Every morning I walk around my town’s perimeter. I’ve walked this path for so many years rarely missing a day. On September 18th, 2018 it was a beautiful sunrise, early fall temps and my music was playing in my ears. However, I couldn’t see or feel any of this. I was lost in my thoughts about how I wanted my old life back. Why was God putting this in my path? What had we done so wrong that my family must suffer so? As I walked along the far side of town, I happened to look over, and I saw something I hadn’t seen before. A cross, tucked back behind the Cowboy Church, nestled into some evergreen trees. I was drawn over to the cross and as I came straight on to the cross, I saw the most spectacular sunrise and painted sky. In that moment, I truly felt Jesus Christ was there telling me, I am with you, I have never left you. I heard Jeremiah 29:11 in my head “For I know the plans I have for you, declares the Lord, plans to prosper you and not to harm you, plans to give you hope and a future” and I cried. Not the tears of despair I had cried so many other times but the tears of relief that I finally understood that Jesus was my restoration and the light out of this darkness. That life would be restored, was being restored, and that I needed to let go of my version of restoration and let my life be led by Christ because it would be better than it was before. I began to pray differently. His will, His way, His timing, not mine became part of my daily walk and talk at the cross.

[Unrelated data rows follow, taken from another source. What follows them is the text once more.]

//! Allocation statistics.
//!
//! Counters are cheap enough to keep unconditionally; the dump path that
//! turns them and the outstanding regions into a report only compiles
//! with the `stats` feature and only runs when the `D` option asked for
//! it.
#[derive(Default)]
#[cfg_attr(not(feature = "stats"), allow(dead_code))]
pub(crate) struct Stats {
    pub inserts: usize,
    pub finds: usize,
    pub deletes: usize,
    pub cheap_realloc_tries: usize,
    pub cheap_reallocs: usize,
    pub pool_searches: usize,
    pub other_pool: usize,
    /// Bytes currently mapped on behalf of this pool.
    pub bytes_used: usize,
    /// Bytes spent on guard pages.
    pub bytes_guarded: usize,
}

#[cfg(feature = "stats")]
pub(crate) mod dump {
    use std::collections::BTreeMap;

    use crate::directory::Region;
    use crate::pool::Pool;

    #[derive(Default)]
    pub(crate) struct LeakLine {
        count: usize,
        total: usize,
    }

    /// Emits one pool's counters and folds its outstanding regions into
    /// `leaks`, keyed by live byte size.
    pub(crate) fn dump_pool(index: u32, pool: &Pool, verbose: bool, leaks: &mut BTreeMap<usize, LeakLine>) {
        let s = pool.stats();
        if verbose {
            log::info!(
                "pool {}: regions {}/{} finds {} inserts {} deletes {}",
                index,
                pool.regions_len(),
                pool.regions_capacity(),
                s.finds,
                s.inserts,
                s.deletes,
            );
            log::info!(
                "pool {}: cheap reallocs {}/{} other pool {}/{} in use {} guarded {}",
                index,
                s.cheap_reallocs,
                s.cheap_realloc_tries,
                s.other_pool,
                s.pool_searches,
                s.bytes_used,
                s.bytes_guarded,
            );
        }

        pool.for_each_region(|slot| {
            let (size, count) = match slot.region() {
                Some(Region::Large { size }) => (size, 1),
                Some(Region::Chunk { meta, .. }) => {
                    let meta = unsafe { meta.as_ref() };
                    (
                        crate::chunk::bucket_size(meta.bucket),
                        (meta.total - meta.free) as usize,
                    )
                }
                // The dump is an observer; a slot it cannot decode is
                // left out rather than dereferenced.
                None => return,
            };
            if count > 0 {
                let line = leaks.entry(size).or_default();
                line.count += count;
                line.total += size * count;
            }
        });
    }

    pub(crate) fn dump_leaks(leaks: &BTreeMap<usize, LeakLine>) {
        log::info!("leak report: size sum # avg");
        for (size, line) in leaks {
            log::info!(
                "{:>8} {:>8} {:>6} {:>8}",
                size,
                line.total,
                line.count,
                if line.count > 0 { line.total / line.count } else { 0 },
            );
        }
    }

    pub(crate) fn new_leak_table() -> BTreeMap<usize, LeakLine> {
        BTreeMap::new()
    }
}
//! Randomness for placement decisions, canaries and junk nonces.
//!
//! Everything funnels through the operating system's generator: the
//! allocator's unpredictability claims are only as good as its entropy
//! source.
use rand::rngs::OsRng;
use rand::RngCore;

pub(crate) fn random_u32() -> u32 {
    OsRng.next_u32()
}

pub(crate) fn random_fill(buf: &mut [u8]) {
    OsRng.fill_bytes(buf);
}

/// A value in `[0, n)`.  The slight modulo bias is acceptable for slot
/// and offset choices, which only need to be hard to predict.
pub(crate) fn random_uniform(n: u32) -> u32 {
    if n <= 1 {
        0
    } else {
        OsRng.next_u32() % n
    }
}

#[cfg(test)]
mod test {
    use super::*;

    #[test]
    fn uniform_stays_in_range() {
        for _ in 0..1000 {
            assert!(random_uniform(7) < 7);
        }
        assert_eq!(random_uniform(0), 0);
        assert_eq!(random_uniform(1), 0);
    }

    #[test]
    fn fill_covers_buffer() {
        // 32 zero bytes after filling would mean a broken source.
        let mut buf = [0u8; 32];
        random_fill(&mut buf);
        assert!(buf.iter().any(|&b| b != 0));
    }
}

So unlike Humpty Dumpty, I started to come back together that day piece by piece. Slowly but surely but in a new way. Letting Christ lead me down a new path as he did in September 2018 helping me to pick up pieces of myself along the journey. One of the ways in which I have been restored is through attending the Saturate Group and connecting with members of a newly formed small group my husband and I attend on Sunday evenings. I’ve been able to tell my story, as authentic as I have ever been, sharing that l still have cracks and wounds as we all do, and I have support in putting the pieces back together. Through our small group’s acceptance, prayer and sharing of their own personal stories of faith, I recently acknowledge for the first time in a social media forum that I have a child in prison. It was on the second anniversary of his incarceration, and it was important for me to share how much he is loved and missed by his family and what great hopes we have for his return home. It has also given me the strength to connect with others who are navigating the challenges of incarceration and reentry by sharing how Jesus has impacted this journey for me and my family. I have also felt called to reach out to a non-profit organization focused on helping inmates reenter society after incarceration called Inside Out Reentry of Johnson County.
I’ve always loved the saying “we are all broken, that’s how the light gets in.” I think in my case the light of God gets in and part of my personal restoration is to make sure that the light also shines out to others from those cracks and holes that make me real. That is what small group does for me as well as my daily trip and stop at this cross where I know Jesus is always waiting to restore me.